Our OT team was involved in the transformation programme from the preparatory phase, supporting the entire design of the architecture, the creation and review of policies, as well as the detailed architectures of each business application across the entire company.
Solution
Despite the client's desire to swiftly address the gaps, our team highlighted the benefits of a more comprehensive approach. This involved developing appropriate policies from the top down, clearly defining the "rules of the game" for each individual system and process.
The methodical approach, overall vision, collaboration with all involved parties, and communication of medium-term objectives enabled the company to rectify the underlying practices and conventions contributing to management issues. This process not only updated machines and systems to meet technological advancements but also renewed the company's long-term perspective.
The project's execution phase was tackled subsequently: first, we analysed the desired outcomes, then developed fresh and updated designs and schemes in accordance with the latest guidelines and company standards, applying principles of modularity and segmentation by design.

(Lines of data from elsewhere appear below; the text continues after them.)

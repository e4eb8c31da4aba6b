use std::sync::Arc;

use indexmap::IndexMap;

use crate::error::CatalogError;
use crate::types::{Credential, Model, Provider};

/// Immutable view of the whole catalog
///
/// Built by the external configuration sync, validated once, then shared
/// read-only behind an `Arc`. Lookups clone `Arc`s, never rows.
#[derive(Debug, Default)]
pub struct CatalogSnapshot {
    providers: IndexMap<String, Arc<Provider>>,
    /// Keyed by `provider/model`
    models: IndexMap<String, Arc<Model>>,
    credentials: Vec<Arc<Credential>>,
}

impl CatalogSnapshot {
    /// Assemble and validate a snapshot
    ///
    /// Enforces the catalog invariant: every active model must reference
    /// an active provider (the type set is closed by construction).
    pub fn new(
        providers: Vec<Provider>,
        models: Vec<Model>,
        credentials: Vec<Credential>,
    ) -> Result<Self, CatalogError> {
        let mut provider_map: IndexMap<String, Arc<Provider>> = IndexMap::new();
        for provider in providers {
            if provider_map.contains_key(&provider.name) {
                return Err(CatalogError::Invalid(format!("duplicate provider: {}", provider.name)));
            }
            provider_map.insert(provider.name.clone(), Arc::new(provider));
        }

        let mut model_map: IndexMap<String, Arc<Model>> = IndexMap::new();
        for model in models {
            let key = model.qualified_name();
            if model_map.contains_key(&key) {
                return Err(CatalogError::Invalid(format!("duplicate model: {key}")));
            }

            let provider = provider_map
                .get(&model.provider_name)
                .ok_or_else(|| CatalogError::Invalid(format!("model {key} references unknown provider")))?;
            if model.is_active && !provider.is_active {
                return Err(CatalogError::Invalid(format!(
                    "active model {key} references disabled provider {}",
                    provider.name
                )));
            }

            if let Some(limit) = &model.rate_limit {
                if limit.max_requests == 0 || limit.per_seconds == 0 {
                    return Err(CatalogError::Invalid(format!("model {key} has a zero rate limit")));
                }
                if let Some(burst) = limit.burst_size
                    && burst < limit.max_requests
                {
                    return Err(CatalogError::Invalid(format!(
                        "model {key}: burst_size must be >= max_requests"
                    )));
                }
            }

            model_map.insert(key, Arc::new(model));
        }

        let mut seen_ids = Vec::new();
        for credential in &credentials {
            if seen_ids.contains(&credential.id) {
                return Err(CatalogError::Invalid(format!("duplicate credential id: {}", credential.id)));
            }
            seen_ids.push(credential.id.clone());
        }

        Ok(Self {
            providers: provider_map,
            models: model_map,
            credentials: credentials.into_iter().map(Arc::new).collect(),
        })
    }

    pub fn provider(&self, name: &str) -> Option<Arc<Provider>> {
        self.providers.get(name).cloned()
    }

    pub fn model(&self, provider: &str, name: &str) -> Option<Arc<Model>> {
        self.models.get(&format!("{provider}/{name}")).cloned()
    }

    /// All models in catalog order
    pub fn models(&self) -> impl Iterator<Item = &Arc<Model>> {
        self.models.values()
    }

    /// All credentials in catalog order
    pub fn credentials(&self) -> impl Iterator<Item = &Arc<Credential>> {
        self.credentials.iter()
    }

    pub fn provider_count(&self) -> usize {
        self.providers.len()
    }

    pub fn model_count(&self) -> usize {
        self.models.len()
    }
}
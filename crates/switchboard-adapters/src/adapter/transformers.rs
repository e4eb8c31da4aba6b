//! Local transformers inference-server adapter
//!
//! Targets a text-generation-inference style `/generate` endpoint; the
//! gateway never hosts weights itself. Message-shaped requests are
//! rendered to a plain prompt. Streaming is refused with bad-request.

use async_trait::async_trait;
use reqwest::Client;
use switchboard_catalog::ModelTarget;

use super::support::{apply_setting_headers, endpoint_url, send_json};
use super::{Adapter, AdapterCapabilities, CallContext};
use crate::error::AdapterError;
use crate::protocol::local::{TgiGenerateRequest, TgiGenerateResponse};
use crate::types::{InvokeRequest, InvokeResponse, effective_parameters};

/// Generation endpoint path
const DEFAULT_ENDPOINT: &str = "/generate";

pub struct TransformersAdapter {
    client: Client,
}

impl Default for TransformersAdapter {
    fn default() -> Self {
        Self::new()
    }
}

impl TransformersAdapter {
    pub fn new() -> Self {
        Self { client: Client::new() }
    }
}

#[async_trait]
impl Adapter for TransformersAdapter {
    fn name(&self) -> &'static str {
        "transformers-local"
    }

    fn capabilities(&self) -> AdapterCapabilities {
        AdapterCapabilities { streaming: false }
    }

    async fn invoke(
        &self,
        target: &ModelTarget,
        request: &InvokeRequest,
        ctx: &CallContext,
    ) -> Result<InvokeResponse, AdapterError> {
        request.validate()?;

        let inputs = request.prompt.clone().unwrap_or_else(|| render_prompt(request));
        if inputs.is_empty() {
            return Err(AdapterError::BadRequest("nothing to generate from".to_owned()));
        }

        // An inference-server address must be configured
        let url = endpoint_url(&target.provider, None, DEFAULT_ENDPOINT)?;
        let wire = TgiGenerateRequest {
            inputs,
            parameters: effective_parameters(&target.model, request, ctx.parameter_limits.as_ref()),
        };

        let builder = apply_setting_headers(self.client.post(&url).json(&wire), &target.provider);
        let raw = send_json(builder, ctx.deadline).await?;

        let parsed: TgiGenerateResponse = serde_json::from_value(raw.clone()).map_err(|e| AdapterError::Upstream {
            status: 200,
            body: format!("unrecognized response shape: {e}"),
        })?;

        Ok(InvokeResponse::new(parsed.text(), raw))
    }
}

/// Render a conversation as "Role: content" lines
fn render_prompt(request: &InvokeRequest) -> String {
    request
        .conversation()
        .iter()
        .filter(|m| !m.content.is_empty())
        .map(|m| {
            let role = m.role.as_str();
            let mut label = role.to_owned();
            if let Some(first) = label.get_mut(0..1) {
                first.make_ascii_uppercase();
            }
            format!("{label}: {}", m.content.as_text())
        })
        .collect::<Vec<_>>()
        .join("\n")
}

#[cfg(test)]
mod tests {
    use super::*;
    use crate::types::{Message, Role};

    #[test]
    fn conversation_renders_to_labeled_lines() {
        let request = InvokeRequest {
            messages: Some(vec![
                Message::text(Role::System, "be brief"),
                Message::text(Role::User, "hi"),
            ]),
            ..InvokeRequest::default()
        };
        assert_eq!(render_prompt(&request), "System: be brief\nUser: hi");
    }
}
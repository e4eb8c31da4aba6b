use http::StatusCode;
use switchboard_core::HttpError;
use thiserror::Error;

/// Classified adapter failures
///
/// The adapter maps upstream status codes into these kinds so callers can
/// decide about retries; the adapter itself never retries beyond the
/// single key-rotation step.
#[derive(Debug, Error)]
pub enum AdapterError {
    /// The normalized request cannot be expressed for this upstream
    #[error("bad request: {0}")]
    BadRequest(String),

    /// Upstream rejected our credential (401/403)
    #[error("upstream authentication failed: {0}")]
    AuthFailure(String),

    /// Upstream does not know the requested resource
    #[error("upstream resource not found: {0}")]
    NotFound(String),

    /// Upstream throttled the call (429)
    #[error("upstream rate limited")]
    RateLimited {
        /// Seconds suggested by the upstream, when provided
        retry_after: Option<u64>,
    },

    /// The call deadline elapsed while waiting on the upstream
    #[error("upstream timed out: {0}")]
    UpstreamTimeout(String),

    /// Upstream returned a server-side failure
    #[error("upstream error ({status}): {body}")]
    Upstream { status: u16, body: String },

    /// The upstream could not be reached at all
    #[error("network error: {0}")]
    Network(String),
}

impl AdapterError {
    /// Classify an upstream HTTP status with its response body
    pub fn from_status(status: StatusCode, body: String) -> Self {
        match status {
            StatusCode::UNAUTHORIZED | StatusCode::FORBIDDEN => Self::AuthFailure(body),
            StatusCode::NOT_FOUND => Self::NotFound(body),
            StatusCode::TOO_MANY_REQUESTS => Self::RateLimited { retry_after: None },
            StatusCode::REQUEST_TIMEOUT | StatusCode::GATEWAY_TIMEOUT => Self::UpstreamTimeout(body),
            s if s.is_server_error() => Self::Upstream {
                status: s.as_u16(),
                body,
            },
            s => Self::BadRequest(format!("upstream rejected request ({s}): {body}")),
        }
    }

    /// Classify a transport-level failure
    pub fn from_transport(err: &reqwest::Error) -> Self {
        if err.is_timeout() {
            Self::UpstreamTimeout(err.to_string())
        } else {
            Self::Network(err.to_string())
        }
    }

    /// Whether a caller could plausibly succeed by retrying elsewhere
    pub const fn is_transient(&self) -> bool {
        matches!(
            self,
            Self::RateLimited { .. } | Self::UpstreamTimeout(_) | Self::Upstream { .. } | Self::Network(_)
        )
    }

    /// Whether the adapter should advance to the provider's next API key
    pub const fn should_rotate_key(&self) -> bool {
        matches!(self, Self::AuthFailure(_) | Self::RateLimited { .. })
    }
}

impl HttpError for AdapterError {
    fn status_code(&self) -> StatusCode {
        match self {
            Self::BadRequest(_) => StatusCode::BAD_REQUEST,
            Self::NotFound(_) => StatusCode::NOT_FOUND,
            Self::RateLimited { .. } => StatusCode::TOO_MANY_REQUESTS,
            Self::UpstreamTimeout(_) => StatusCode::GATEWAY_TIMEOUT,
            Self::AuthFailure(_) | Self::Upstream { .. } | Self::Network(_) => StatusCode::BAD_GATEWAY,
        }
    }

    fn error_kind(&self) -> &str {
        match self {
            Self::BadRequest(_) => "bad-request",
            Self::NotFound(_) => "not-found",
            Self::RateLimited { .. } => "rate-limited",
            Self::UpstreamTimeout(_) => "upstream-timeout",
            Self::AuthFailure(_) | Self::Upstream { .. } | Self::Network(_) => "upstream-error",
        }
    }

    fn client_message(&self) -> String {
        match self {
            Self::AuthFailure(_) => "upstream authentication failed".to_owned(),
            Self::Network(_) => "upstream unreachable".to_owned(),
            other => other.to_string(),
        }
    }
}
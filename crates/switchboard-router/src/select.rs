use switchboard_auth::Principal;
use switchboard_catalog::{Catalog, ModelQuery, ModelTarget};

use crate::error::RouterError;

/// Pick one model for a tag query
///
/// The catalog applies activity, tag-superset, and provider-type filters;
/// this layer drops candidates the principal's credential forbids and
/// then picks the lexicographic minimum of `(provider_name, model_name)`.
/// The deterministic tie-break keeps routing reproducible; a weighted
/// selector can replace the final fold without touching the filters.
pub fn select_candidate(
    catalog: &Catalog,
    query: &ModelQuery,
    principal: &Principal,
) -> Result<ModelTarget, RouterError> {
    let candidates = catalog.list_models(query);

    candidates
        .into_iter()
        .filter(|target| principal.authorize(&target.model.provider_name, &target.model.name).is_ok())
        .min_by(|a, b| {
            (&a.model.provider_name, &a.model.name).cmp(&(&b.model.provider_name, &b.model.name))
        })
        .ok_or(RouterError::NoCandidate)
}
//! OpenAI-compatible shim scenarios

mod harness;

use futures_util::StreamExt;
use harness::{Gateway, MockUpstream};
use serde_json::{Value, json};

/// The shim answers in chat-completion shape and echoes the model
#[tokio::test]
async fn chat_completions_round_trip() {
    let upstream = MockUpstream::start().await.unwrap();
    let gateway = Gateway::start(&upstream.base_url()).await.unwrap();

    let response = reqwest::Client::new()
        .post(gateway.url("/v1/chat/completions"))
        .json(&json!({
            "model": "p1/m1",
            "messages": [{"role": "user", "content": "hi"}]
        }))
        .send()
        .await
        .unwrap();

    assert_eq!(response.status(), 200);
    let body: Value = response.json().await.unwrap();
    assert_eq!(body["object"], "chat.completion");
    assert_eq!(body["model"], "p1/m1");
    assert_eq!(body["choices"][0]["message"]["content"], "hello");
    assert_eq!(body["choices"][0]["message"]["role"], "assistant");
    assert_eq!(body["usage"]["total_tokens"], 15);
    assert!(body["id"].as_str().unwrap().starts_with("chatcmpl-"));

    gateway.stop().await;
}

/// Typed shim fields become normalized parameters upstream
#[tokio::test]
async fn shim_parameters_reach_the_upstream() {
    let upstream = MockUpstream::start().await.unwrap();
    let gateway = Gateway::start(&upstream.base_url()).await.unwrap();

    let response = reqwest::Client::new()
        .post(gateway.url("/v1/chat/completions"))
        .json(&json!({
            "model": "p1/m1",
            "messages": [{"role": "user", "content": "hi"}],
            "temperature": 0.0,
            "max_tokens": 7,
            "stop": "END"
        }))
        .send()
        .await
        .unwrap();
    assert_eq!(response.status(), 200);

    let seen = upstream.last_request().unwrap();
    assert_eq!(seen["temperature"], 0.0);
    assert_eq!(seen["max_tokens"], 7);
    assert_eq!(seen["stop"], json!(["END"]));

    gateway.stop().await;
}

/// A model without the provider/model shape is a 400
#[tokio::test]
async fn bare_model_names_are_rejected() {
    let upstream = MockUpstream::start().await.unwrap();
    let gateway = Gateway::start(&upstream.base_url()).await.unwrap();

    let response = reqwest::Client::new()
        .post(gateway.url("/v1/chat/completions"))
        .json(&json!({
            "model": "m1",
            "messages": [{"role": "user", "content": "hi"}]
        }))
        .send()
        .await
        .unwrap();
    assert_eq!(response.status(), 400);

    gateway.stop().await;
}

/// Missing model with no bound session is a 400
#[tokio::test]
async fn missing_model_without_session_is_rejected() {
    let upstream = MockUpstream::start().await.unwrap();
    let gateway = Gateway::start(&upstream.base_url()).await.unwrap();

    let response = reqwest::Client::new()
        .post(gateway.url("/v1/chat/completions"))
        .json(&json!({"messages": [{"role": "user", "content": "hi"}]}))
        .send()
        .await
        .unwrap();
    assert_eq!(response.status(), 400);

    gateway.stop().await;
}

/// The models listing exposes qualified names of active models
#[tokio::test]
async fn models_listing_uses_qualified_names() {
    let upstream = MockUpstream::start().await.unwrap();
    let gateway = Gateway::start(&upstream.base_url()).await.unwrap();

    let body: Value = reqwest::Client::new()
        .get(gateway.url("/v1/models"))
        .send()
        .await
        .unwrap()
        .json()
        .await
        .unwrap();

    assert_eq!(body["object"], "list");
    let ids: Vec<&str> = body["data"]
        .as_array()
        .unwrap()
        .iter()
        .map(|m| m["id"].as_str().unwrap())
        .collect();
    assert!(ids.contains(&"p1/m1"));
    assert!(ids.contains(&"p1/m3"));

    gateway.stop().await;
}

/// Streaming yields SSE deltas, a usage chunk, then [DONE]
#[tokio::test]
async fn streaming_chat_completions_end_with_done() {
    let upstream = MockUpstream::start_with_response("hello from stream").await.unwrap();
    let gateway = Gateway::start(&upstream.base_url()).await.unwrap();

    let response = reqwest::Client::new()
        .post(gateway.url("/v1/chat/completions"))
        .json(&json!({
            "model": "p1/m1",
            "messages": [{"role": "user", "content": "hi"}],
            "stream": true
        }))
        .send()
        .await
        .unwrap();
    assert_eq!(response.status(), 200);

    let mut raw = Vec::new();
    let mut stream = response.bytes_stream();
    while let Some(chunk) = stream.next().await {
        raw.extend_from_slice(&chunk.unwrap());
    }
    let body = String::from_utf8(raw).unwrap();

    assert!(body.contains("[DONE]"), "stream must terminate with [DONE]");

    // Concatenated deltas reproduce the canned text
    let mut text = String::new();
    let mut saw_usage = false;
    for line in body.lines() {
        let Some(data) = line.strip_prefix("data: ") else { continue };
        if data == "[DONE]" {
            break;
        }
        let parsed: Value = serde_json::from_str(data).unwrap();
        if let Some(content) = parsed["choices"][0]["delta"]["content"].as_str() {
            text.push_str(content);
        }
        if parsed.get("usage").is_some_and(|u| !u.is_null()) {
            saw_usage = true;
        }
    }
    assert_eq!(text.trim_end(), "hello from stream");
    assert!(saw_usage, "usage chunk must arrive before [DONE]");

    gateway.stop().await;
}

Finally, we implemented the new systems, defined the transitional phase, and carried out data migrations.
Achievement
Communication
The cooperation we fostered ensured the project progressed at the right pace, despite the numerous challenges that emerged along the way.
Responsiveness
Despite the inherent complexities of the industrial sector and the evolving user requirements (URS) due to technological updates, the project team successfully transformed approximately 30 industrial automation systems. This was accomplished while ensuring maximum process efficiency, maintaining high standards of security, and meeting all delivery deadlines.
Segmentation
Our immediate contribution involved the complete and systematic reengineering of business applications. We introduced segmentation both as an infrastructural and functional approach, which led to a comprehensive review of network user categorisation, the rationalisation of functional and non-interactive users, application permissions, and process management through IT tools.
Lifecycle Management
By drafting specific guidelines, providing practical training, and conducting thorough system reviews, we enabled system owners to effectively manage the lifecycle of their software and shared platforms. The collaboration with manufacturers and integrators, along with the shared vision we presented, facilitated the development of an effective strategy. This strategy, built on the involvement of all parties in the software maintenance process, ensured a robust and effective long-term vision.